Non-oxidizable HMGB1 induces cardiac fibroblasts migration via CXCR4 in a CXCL12-independent manner and worsens tissue remodeling after myocardial infarction.
Di Maggio S., Milano G., De Marchis F., D'Ambrosio A., Bertolotti M., Palacios BS., Badi I., Sommariva E., Pompilio G., Capogrossi MC., Raucci A.

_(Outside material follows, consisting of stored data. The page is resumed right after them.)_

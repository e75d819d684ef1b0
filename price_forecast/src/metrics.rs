//! Metrics for evaluating forecast accuracy
//!
//! Forecasts are backtested against the most recent history: the last
//! `min(historical.len(), forecast.len())` observations are paired in order
//! with the first forecast values.

use crate::data::HistoricalPoint;
use price_math::tail_pairs;
use tracing::debug;

/// Collect observed costs from the historical points
fn costs(historical: &[HistoricalPoint]) -> Vec<f64> {
    historical.iter().map(|p| p.cost).collect()
}

/// Mean Absolute Percentage Error of the forecast against the history tail
///
/// Pairs whose actual cost is zero are skipped. Errors are relative to the
/// magnitude of the actual cost, so the result is never negative. Returns 0
/// when either input is empty or every actual cost in the tail is zero.
pub fn compute_mape(historical: &[HistoricalPoint], forecast: &[f64]) -> f64 {
    let actual = costs(historical);

    let (sum, count) = tail_pairs(&actual, forecast)
        .filter(|&(a, _)| a != 0.0)
        .fold((0.0, 0usize), |(sum, count), (a, p)| {
            (sum + (a - p).abs() / a.abs() * 100.0, count + 1)
        });

    if count == 0 {
        debug!(
            historical = historical.len(),
            forecast = forecast.len(),
            "no comparable pairs for MAPE"
        );
        return 0.0;
    }

    sum / count as f64
}

/// Root Mean Square Error of the forecast against the history tail
///
/// Returns 0 when either input is empty.
pub fn compute_rmse(historical: &[HistoricalPoint], forecast: &[f64]) -> f64 {
    let actual = costs(historical);
    let pairs = tail_pairs(&actual, forecast);
    let n = pairs.len();

    if n == 0 {
        debug!(
            historical = historical.len(),
            forecast = forecast.len(),
            "no comparable pairs for RMSE"
        );
        return 0.0;
    }

    let mse = pairs.map(|(a, p)| (a - p).powi(2)).sum::<f64>() / n as f64;
    mse.sqrt()
}

/// Evaluate both accuracy metrics with the same alignment
pub fn evaluate_forecast(historical: &[HistoricalPoint], forecast: &[f64]) -> AccuracyMetrics {
    AccuracyMetrics {
        mape: compute_mape(historical, forecast),
        rmse: compute_rmse(historical, forecast),
        paired: historical.len().min(forecast.len()),
    }
}

/// Forecast accuracy metrics
#[derive(Debug, Clone, Copy, Default, PartialEq, serde::Serialize, serde::Deserialize)]
pub struct AccuracyMetrics {
    /// Mean Absolute Percentage Error, in percent
    pub mape: f64,
    /// Root Mean Squared Error, in cost units
    pub rmse: f64,
    /// Number of (actual, predicted) pairs compared
    pub paired: usize,
}

impl std::fmt::Display for AccuracyMetrics {
    fn fmt(&self, f: &mut std::fmt::Formatter<'_>) -> std::fmt::Result {
        writeln!(f, "Forecast Accuracy Metrics:")?;
        writeln!(f, "  MAPE:   {:.2}%", self.mape)?;
        writeln!(f, "  RMSE:   {:.2}", self.rmse)?;
        writeln!(f, "  Pairs:  {}", self.paired)?;
        Ok(())
    }
}
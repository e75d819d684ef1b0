//! Chart and report views over the price providers

use crate::config::OutlookConfig;
use crate::fallback::ResolvedForecast;
use crate::provider::{ForecastProvider, HistoricalProvider, Resource};
use chrono::{DateTime, Utc};
use price_forecast::{
    build_combined_series_from, compute_report_stats, evaluate_forecast, AccuracyMetrics,
    CombinedPoint, HistoricalPoint, HistoricalSeries, ReportStats,
};
use serde::Serialize;
use tracing::{info, instrument, warn};

/// Everything the history versus forecast chart renders
#[derive(Debug, Clone, PartialEq, Serialize)]
#[serde(rename_all = "camelCase")]
pub struct ChartView {
    pub resource: Resource,
    pub history: Vec<HistoricalPoint>,
    pub forecast: ResolvedForecast,
    pub combined: Vec<CombinedPoint>,
    pub metrics: AccuracyMetrics,
}

/// Everything the exportable price report renders
#[derive(Debug, Clone, PartialEq, Serialize)]
#[serde(rename_all = "camelCase")]
pub struct ReportView {
    pub resource: Resource,
    pub forecast: ResolvedForecast,
    pub forecasted_cost: Option<f64>,
    /// `None` until both history and a forecast are available
    pub stats: Option<ReportStats>,
}

/// Builds views by querying the providers and running the numeric core
#[derive(Debug, Clone)]
pub struct OutlookService<H, F> {
    history: H,
    forecasts: F,
    config: OutlookConfig,
}

impl<H: HistoricalProvider, F: ForecastProvider> OutlookService<H, F> {
    pub fn new(history: H, forecasts: F, config: OutlookConfig) -> Self {
        Self {
            history,
            forecasts,
            config,
        }
    }

    pub fn config(&self) -> &OutlookConfig {
        &self.config
    }

    /// History for `resource`; a failing provider counts as no history
    pub fn load_history(&self, resource: &Resource) -> Vec<HistoricalPoint> {
        match self.history.history(resource) {
            Ok(points) => HistoricalSeries::new(points).into_points(),
            Err(err) => {
                warn!(%resource, %err, "historical provider failed, using empty history");
                Vec::new()
            }
        }
    }

    /// Chart view anchored on the current time
    pub fn chart(&self, resource: &Resource) -> ChartView {
        self.chart_at(resource, Utc::now())
    }

    /// Chart view; `now` labels the forecast when there is no history
    #[instrument(skip(self, resource), fields(resource = %resource))]
    pub fn chart_at(&self, resource: &Resource, now: DateTime<Utc>) -> ChartView {
        let history = self.load_history(resource);
        let outcome = self.forecasts.forecast(resource, self.config.horizon);
        let forecast =
            self.config
                .chart_fallback
                .resolve(outcome, &history, None, self.config.horizon);

        let combined = build_combined_series_from(&history, &forecast.values, now);
        let metrics = evaluate_forecast(&history, &forecast.values);
        info!(
            points = combined.len(),
            source = ?forecast.source,
            mape = metrics.mape,
            rmse = metrics.rmse,
            "chart view built"
        );

        ChartView {
            resource: resource.clone(),
            history,
            forecast,
            combined,
            metrics,
        }
    }

    /// Report view; `cached_forecast` is an earlier forecast the fallback may reuse
    #[instrument(skip(self, resource, cached_forecast), fields(resource = %resource))]
    pub fn report(&self, resource: &Resource, cached_forecast: Option<&[f64]>) -> ReportView {
        let history = self.load_history(resource);
        let outcome = self.forecasts.forecast(resource, self.config.horizon);
        let forecast = self.config.report_fallback.resolve(
            outcome,
            &history,
            cached_forecast,
            self.config.horizon,
        );

        let forecasted_cost = forecast.last();
        let stats = compute_report_stats(&history, &forecast.values, forecasted_cost);
        info!(
            source = ?forecast.source,
            has_stats = stats.is_some(),
            "report view built"
        );

        ReportView {
            resource: resource.clone(),
            forecast,
            forecasted_cost,
            stats,
        }
    }
}
//! Configuration for the outlook views and providers

use crate::error::{OutlookError, Result};
use crate::export::PageLayout;
use crate::fallback::FallbackPolicy;
use serde::{Deserialize, Serialize};
use std::fs;
use std::path::Path;
use tracing::{debug, info};

pub const ENV_HORIZON: &str = "PRICE_OUTLOOK_HORIZON";
pub const ENV_FORECAST_ENDPOINT: &str = "PRICE_OUTLOOK_FORECAST_ENDPOINT";
pub const ENV_TIMEOUT_SECS: &str = "PRICE_OUTLOOK_TIMEOUT_SECS";

/// Settings shared by the chart and report views
#[derive(Debug, Clone, PartialEq, Serialize, Deserialize)]
#[serde(default)]
pub struct OutlookConfig {
    /// Months of forecast requested from the provider
    pub horizon: usize,
    pub forecast_endpoint: String,
    pub request_timeout_secs: u64,
    /// Fallback for the chart view
    pub chart_fallback: FallbackPolicy,
    /// Fallback for the report view
    pub report_fallback: FallbackPolicy,
    pub page: PageLayout,
}

impl Default for OutlookConfig {
    fn default() -> Self {
        Self {
            horizon: 6,
            forecast_endpoint: "http://localhost:8000/forecast".to_string(),
            request_timeout_secs: 10,
            chart_fallback: FallbackPolicy::None,
            report_fallback: FallbackPolicy::ReuseOrLastHistorical,
            page: PageLayout::default(),
        }
    }
}

impl OutlookConfig {
    /// Read a JSON config file; absent keys keep their defaults
    pub fn from_json_file<P: AsRef<Path>>(path: P) -> Result<Self> {
        let path = path.as_ref();
        info!(path = %path.display(), "loading outlook config");
        let raw = fs::read_to_string(path)?;
        let config: Self = serde_json::from_str(&raw)?;
        config.validate()?;
        Ok(config)
    }

    /// Defaults overridden by the process environment and a `.env` file
    pub fn from_env() -> Result<Self> {
        if let Ok(path) = dotenvy::dotenv() {
            debug!(path = %path.display(), "loaded .env");
        }
        Self::default().with_overrides(|key| std::env::var(key).ok())
    }

    /// Apply `PRICE_OUTLOOK_*` overrides looked up through `lookup`
    pub fn with_overrides<F>(mut self, lookup: F) -> Result<Self>
    where
        F: Fn(&str) -> Option<String>,
    {
        if let Some(raw) = lookup(ENV_HORIZON) {
            self.horizon = parse_var(ENV_HORIZON, &raw)?;
        }
        if let Some(raw) = lookup(ENV_FORECAST_ENDPOINT) {
            self.forecast_endpoint = raw.trim().to_string();
        }
        if let Some(raw) = lookup(ENV_TIMEOUT_SECS) {
            self.request_timeout_secs = parse_var(ENV_TIMEOUT_SECS, &raw)?;
        }

        self.validate()?;
        Ok(self)
    }

    pub fn validate(&self) -> Result<()> {
        if self.horizon == 0 {
            return Err(OutlookError::Config(
                "horizon must be at least one month".to_string(),
            ));
        }
        if self.forecast_endpoint.is_empty() {
            return Err(OutlookError::Config(
                "forecast_endpoint must not be empty".to_string(),
            ));
        }
        if self.request_timeout_secs == 0 {
            return Err(OutlookError::Config(
                "request_timeout_secs must be positive".to_string(),
            ));
        }
        if !self.page.is_valid() {
            return Err(OutlookError::Config(format!(
                "page margins leave no printable area: {:?}",
                self.page
            )));
        }
        Ok(())
    }
}

fn parse_var<T: std::str::FromStr>(key: &str, raw: &str) -> Result<T> {
    raw.trim()
        .parse()
        .map_err(|_| OutlookError::Config(format!("{} has invalid value {:?}", key, raw)))
}
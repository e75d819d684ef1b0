//! # Price Math
//!
//! Numeric building blocks shared by the price outlook crates.
//! This crate provides the pairing rule used when comparing a historical
//! series with a forecast, calendar-month stepping for forecast dates, and
//! percentage calculations.

use thiserror::Error;

pub mod alignment;
pub mod calendar;
pub mod change;

pub use alignment::{tail_pairs, TailPairs};
pub use calendar::{add_months, month_label};
pub use change::{mean, percent_change};

/// Errors that can occur in price calculations
#[derive(Error, Debug, Clone, PartialEq)]
pub enum MathError {
    #[error("Invalid input: {0}")]
    InvalidInput(String),

    #[error("Calculation error: {0}")]
    CalculationError(String),
}

/// Result type for price math operations
pub type Result<T> = std::result::Result<T, MathError>;
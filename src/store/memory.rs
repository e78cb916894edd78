//! In-memory record store
//!
//! Used by tests, the seed tool and `STORE=memory` deployments. Writers are
//! serialized by a single lock; each transaction works on a private copy of
//! the tables that replaces the shared copy on commit.

use async_trait::async_trait;
use chrono::{DateTime, Utc};
use std::collections::HashMap;
use std::sync::atomic::{AtomicBool, AtomicU64, Ordering};
use std::sync::Arc;
use tokio::sync::{Mutex, OwnedMutexGuard, RwLock};
use uuid::Uuid;

use crate::model::{Client, Entity, Payment, Purchase};

use super::{
    constraints, ClientFilter, LedgerStore, LedgerTx, PageRequest, PaymentFilter, PurchaseFilter,
    StoreError, StoreResult,
};

// =========================================================================
// Tables
// =========================================================================

#[derive(Debug, Clone)]
struct Row<T> {
    /// Insertion order, breaks ties between equal timestamps
    seq: u64,
    entity: T,
}

#[derive(Debug, Clone)]
struct Table<T> {
    rows: HashMap<Uuid, Row<T>>,
}

impl<T> Default for Table<T> {
    fn default() -> Self {
        Self {
            rows: HashMap::new(),
        }
    }
}

impl<T: Entity> Table<T> {
    fn get(&self, id: Uuid) -> Option<T> {
        self.rows.get(&id).map(|row| row.entity.clone())
    }

    fn contains(&self, id: Uuid) -> bool {
        self.rows.contains_key(&id)
    }

    fn insert(&mut self, seq: u64, entity: T) {
        self.rows.insert(entity.id(), Row { seq, entity });
    }

    fn replace(&mut self, entity: T) -> StoreResult<()> {
        let row = self.rows.get_mut(&entity.id()).ok_or(StoreError::RowNotFound)?;
        row.entity = entity;
        Ok(())
    }

    /// Whether another row already holds `key` in the unique column
    fn is_taken<F>(&self, id: Uuid, key: Option<&str>, column: F) -> bool
    where
        F: Fn(&T) -> Option<&str>,
    {
        let Some(key) = key else {
            return false;
        };
        self.rows
            .values()
            .any(|row| row.entity.id() != id && column(&row.entity) == Some(key))
    }

    /// Matching rows, newest first
    fn select<F>(&self, predicate: F) -> Vec<T>
    where
        F: Fn(&T) -> bool,
    {
        let mut rows: Vec<&Row<T>> = self.rows.values().filter(|row| predicate(&row.entity)).collect();
        rows.sort_by(|a, b| {
            b.entity
                .created_at()
                .cmp(&a.entity.created_at())
                .then(b.seq.cmp(&a.seq))
        });
        rows.into_iter().map(|row| row.entity.clone()).collect()
    }
}

#[derive(Debug, Clone, Default)]
struct Tables {
    clients: Table<Client>,
    purchases: Table<Purchase>,
    payments: Table<Payment>,
}

// =========================================================================
// Store
// =========================================================================

/// Record store kept entirely in process memory
#[derive(Debug, Clone, Default)]
pub struct MemoryStore {
    tables: Arc<RwLock<Tables>>,
    writer: Arc<Mutex<()>>,
    seq: Arc<AtomicU64>,
    fail_purchase_updates: Arc<AtomicBool>,
}

impl MemoryStore {
    pub fn new() -> Self {
        Self::default()
    }

    /// Make every subsequent purchase update fail, to exercise rollback paths
    #[cfg(test)]
    pub(crate) fn fail_purchase_updates(&self, fail: bool) {
        self.fail_purchase_updates.store(fail, Ordering::SeqCst);
    }
}

#[async_trait]
impl LedgerStore for MemoryStore {
    async fn begin(&self) -> StoreResult<Box<dyn LedgerTx>> {
        let guard = self.writer.clone().lock_owned().await;
        let tables = self.tables.read().await.clone();

        Ok(Box::new(MemoryTx {
            _guard: guard,
            tables,
            shared: self.tables.clone(),
            seq: self.seq.clone(),
            fail_purchase_updates: self.fail_purchase_updates.load(Ordering::SeqCst),
        }))
    }

    async fn get_client(&self, id: Uuid) -> StoreResult<Option<Client>> {
        Ok(self.tables.read().await.clients.get(id))
    }

    async fn list_clients(&self, filter: ClientFilter, page: PageRequest) -> StoreResult<Vec<Client>> {
        let tables = self.tables.read().await;
        let clients = tables
            .clients
            .select(|client| filter.include_inactive || client.is_active);
        Ok(page.slice(clients))
    }

    async fn get_purchase(&self, id: Uuid) -> StoreResult<Option<Purchase>> {
        Ok(self.tables.read().await.purchases.get(id))
    }

    async fn find_purchase_by_note_number(&self, note_number: &str) -> StoreResult<Option<Purchase>> {
        let tables = self.tables.read().await;
        Ok(tables
            .purchases
            .select(|purchase| purchase.note_number() == Some(note_number))
            .into_iter()
            .next())
    }

    async fn list_purchases(
        &self,
        filter: PurchaseFilter,
        page: PageRequest,
    ) -> StoreResult<Vec<Purchase>> {
        let tables = self.tables.read().await;
        Ok(page.slice(tables.purchases.select(|purchase| filter.matches(purchase))))
    }

    async fn get_payment(&self, id: Uuid) -> StoreResult<Option<Payment>> {
        Ok(self.tables.read().await.payments.get(id))
    }

    async fn list_payments(
        &self,
        filter: PaymentFilter,
        page: PageRequest,
    ) -> StoreResult<Vec<Payment>> {
        let tables = self.tables.read().await;
        Ok(page.slice(tables.payments.select(|payment| filter.matches(payment))))
    }

    async fn ping(&self) -> StoreResult<()> {
        Ok(())
    }
}

// =========================================================================
// Transaction
// =========================================================================

struct MemoryTx {
    /// Held until commit or drop
    _guard: OwnedMutexGuard<()>,
    tables: Tables,
    shared: Arc<RwLock<Tables>>,
    seq: Arc<AtomicU64>,
    fail_purchase_updates: bool,
}

impl MemoryTx {
    fn next_seq(&self) -> u64 {
        self.seq.fetch_add(1, Ordering::SeqCst)
    }
}

#[async_trait]
impl LedgerTx for MemoryTx {
    async fn get_client(&mut self, id: Uuid) -> StoreResult<Option<Client>> {
        Ok(self.tables.clients.get(id))
    }

    async fn get_purchase(&mut self, id: Uuid) -> StoreResult<Option<Purchase>> {
        Ok(self.tables.purchases.get(id))
    }

    async fn get_payment(&mut self, id: Uuid) -> StoreResult<Option<Payment>> {
        Ok(self.tables.payments.get(id))
    }

    async fn active_payments(&mut self, purchase_id: Uuid) -> StoreResult<Vec<Payment>> {
        Ok(self
            .tables
            .payments
            .select(|payment| payment.is_active && payment.purchase_id == purchase_id))
    }

    async fn active_purchase_ids(&mut self, client_id: Uuid) -> StoreResult<Vec<Uuid>> {
        Ok(self
            .tables
            .purchases
            .select(|purchase| purchase.is_active && purchase.client_id == client_id)
            .iter()
            .map(|purchase| purchase.id)
            .collect())
    }

    async fn insert_client(&mut self, client: &Client) -> StoreResult<()> {
        if self
            .tables
            .clients
            .is_taken(client.id, client.nickname(), Client::nickname)
        {
            return Err(StoreError::unique(constraints::CLIENT_NICKNAME));
        }
        let seq = self.next_seq();
        self.tables.clients.insert(seq, client.clone());
        Ok(())
    }

    async fn update_client(&mut self, client: &Client) -> StoreResult<()> {
        if self
            .tables
            .clients
            .is_taken(client.id, client.nickname(), Client::nickname)
        {
            return Err(StoreError::unique(constraints::CLIENT_NICKNAME));
        }
        self.tables.clients.replace(client.clone())
    }

    async fn insert_purchase(&mut self, purchase: &Purchase) -> StoreResult<()> {
        if !self.tables.clients.contains(purchase.client_id) {
            return Err(StoreError::foreign_key(constraints::PURCHASE_CLIENT));
        }
        if self
            .tables
            .purchases
            .is_taken(purchase.id, purchase.note_number(), Purchase::note_number)
        {
            return Err(StoreError::unique(constraints::PURCHASE_NOTE_NUMBER));
        }
        let seq = self.next_seq();
        self.tables.purchases.insert(seq, purchase.clone());
        Ok(())
    }

    async fn update_purchase(&mut self, purchase: &Purchase) -> StoreResult<()> {
        if self.fail_purchase_updates {
            return Err(StoreError::Database(sqlx::Error::Protocol(
                "injected purchase update failure".to_string(),
            )));
        }
        if !self.tables.clients.contains(purchase.client_id) {
            return Err(StoreError::foreign_key(constraints::PURCHASE_CLIENT));
        }
        self.tables.purchases.replace(purchase.clone())
    }

    async fn insert_payment(&mut self, payment: &Payment) -> StoreResult<()> {
        if !self.tables.purchases.contains(payment.purchase_id) {
            return Err(StoreError::foreign_key(constraints::PAYMENT_PURCHASE));
        }
        if self
            .tables
            .payments
            .is_taken(payment.id, payment.receipt_number(), Payment::receipt_number)
        {
            return Err(StoreError::unique(constraints::PAYMENT_RECEIPT_NUMBER));
        }
        let seq = self.next_seq();
        self.tables.payments.insert(seq, payment.clone());
        Ok(())
    }

    async fn update_payment(&mut self, payment: &Payment) -> StoreResult<()> {
        self.tables.payments.replace(payment.clone())
    }

    async fn deactivate_payments_of(
        &mut self,
        purchase_id: Uuid,
        now: DateTime<Utc>,
    ) -> StoreResult<u64> {
        let mut count = 0;
        for row in self.tables.payments.rows.values_mut() {
            if row.entity.purchase_id == purchase_id && row.entity.set_active(false, now) {
                count += 1;
            }
        }
        Ok(count)
    }

    async fn commit(self: Box<Self>) -> StoreResult<()> {
        let MemoryTx { _guard, tables, shared, .. } = *self;
        *shared.write().await = tables;
        Ok(())
    }
}

#[cfg(test)]
mod tests {
    use super::*;
    use crate::domain::Amount;
    use crate::model::PaymentDraft;
    use chrono::Duration;

    fn client(nickname: &str) -> Client {
        Client::create(Uuid::new_v4(), "Test", Some(nickname), None, None, Utc::now()).unwrap()
    }

    fn purchase(client_id: Uuid, note: &str) -> Purchase {
        Purchase::create(
            Uuid::new_v4(),
            client_id,
            "Item",
            Amount::from_integer(100).unwrap(),
            Some(note.to_string()),
            Utc::now(),
        )
    }

    #[tokio::test]
    async fn test_commit_makes_writes_visible() {
        let store = MemoryStore::new();
        let client = client("ana");

        let mut tx = store.begin().await.unwrap();
        tx.insert_client(&client).await.unwrap();
        assert!(store.get_client(client.id).await.unwrap().is_none());
        tx.commit().await.unwrap();

        assert_eq!(store.get_client(client.id).await.unwrap(), Some(client));
    }

    #[tokio::test]
    async fn test_drop_discards_writes() {
        let store = MemoryStore::new();
        let client = client("ana");

        {
            let mut tx = store.begin().await.unwrap();
            tx.insert_client(&client).await.unwrap();
        }

        assert!(store.get_client(client.id).await.unwrap().is_none());
        // Writer lock was released by the drop
        let tx = store.begin().await.unwrap();
        tx.commit().await.unwrap();
    }

    #[tokio::test]
    async fn test_unique_and_foreign_keys() {
        let store = MemoryStore::new();
        let ana = client("ana");
        let mut tx = store.begin().await.unwrap();
        tx.insert_client(&ana).await.unwrap();

        let dup = tx.insert_client(&client("ana")).await;
        assert!(matches!(dup, Err(StoreError::UniqueViolation { ref constraint }) if constraint == constraints::CLIENT_NICKNAME));

        let orphan = tx.insert_purchase(&purchase(Uuid::new_v4(), "NF-1")).await;
        assert!(matches!(orphan, Err(StoreError::ForeignKeyViolation { .. })));

        tx.insert_purchase(&purchase(ana.id, "NF-1")).await.unwrap();
        let dup_note = tx.insert_purchase(&purchase(ana.id, "NF-1")).await;
        assert!(matches!(dup_note, Err(StoreError::UniqueViolation { ref constraint }) if constraint == constraints::PURCHASE_NOTE_NUMBER));
    }

    #[tokio::test]
    async fn test_lists_newest_first_with_window() {
        let store = MemoryStore::new();
        let base = Utc::now();
        let mut tx = store.begin().await.unwrap();

        let mut ids = Vec::new();
        for (i, nick) in ["a", "b", "c"].iter().enumerate() {
            let mut c = client(nick);
            c.created_at = base + Duration::seconds(i as i64);
            ids.push(c.id);
            tx.insert_client(&c).await.unwrap();
        }
        tx.commit().await.unwrap();

        let page = store
            .list_clients(ClientFilter::default(), PageRequest::new(2, 0))
            .await
            .unwrap();
        assert_eq!(page.iter().map(|c| c.id).collect::<Vec<_>>(), vec![ids[2], ids[1]]);

        let rest = store
            .list_clients(ClientFilter::default(), PageRequest::new(2, 2))
            .await
            .unwrap();
        assert_eq!(rest.len(), 1);
        assert_eq!(rest[0].id, ids[0]);
    }

    #[tokio::test]
    async fn test_deactivate_payments_of() {
        let store = MemoryStore::new();
        let ana = client("ana");
        let p = purchase(ana.id, "NF-1");
        let mut tx = store.begin().await.unwrap();
        tx.insert_client(&ana).await.unwrap();
        tx.insert_purchase(&p).await.unwrap();
        for _ in 0..2 {
            let payment = Payment::create(
                Uuid::new_v4(),
                p.id,
                PaymentDraft::new(Amount::from_integer(10).unwrap(), "Cash"),
                Utc::now(),
            );
            tx.insert_payment(&payment).await.unwrap();
        }

        assert_eq!(tx.deactivate_payments_of(p.id, Utc::now()).await.unwrap(), 2);
        assert_eq!(tx.deactivate_payments_of(p.id, Utc::now()).await.unwrap(), 0);
        assert!(tx.active_payments(p.id).await.unwrap().is_empty());
    }
}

Myocardial infarction (MI) is a major health burden worldwide. Extracellular High mobility group box 1 (HMGB1) regulates tissue healing after injuries. The reduced form of HMGB1 (fr-HMGB1) exerts chemotactic activity by binding CXCL12 through CXCR4, while the disulfide form, (ds-HMGB1), induces cytokines expression by TLR4. Here, we assessed the role of HMGB1 redox forms and the non-oxidizable mutant (3S) on human cardiac fibroblast (hcFbs) functions and cardiac remodeling after infarction. Among HMGB1 receptors, hcFbs express CXCR4. Fr-HMGB1 and 3S, but not ds-HMGB1, promote hcFbs migration through Src activation, while none of HMGB1 redox forms induces proliferation or inflammatory mediators. 3S is more effective than fr-HMGB1 in stimulating hcFbs migration and Src phosphorylation being active at lower concentrations and in oxidizing conditions. Notably, chemotaxis toward both proteins is CXCR4-dependent but, in contrast to fr-HMGB1, 3S does not require CXCL12 since hcFbs migration persists in the presence of the CXCL12/CXCR4 inhibitor AMD3100 or an anti-CXCL12 antibody. Interestingly, 3S interacts with CXCR4 and induces a different receptor conformation than CXCL12. Mice undergoing MI and receiving 3S exhibit adverse LV remodeling owing to an excessive collagen deposition promoted by a higher number of myofibroblasts. On the contrary, fr-HMGB1 ameliorates cardiac performance enhancing neoangiogenesis and reducing the infarcted area and fibrosis. Altogether, our results demonstrate that non-oxidizable HMGB1 induce a sustained cardiac fibroblasts migration despite the redox state of the environment and by altering CXCL12/CXCR4 axis. This affects proper cardiac remodeling after an infarction.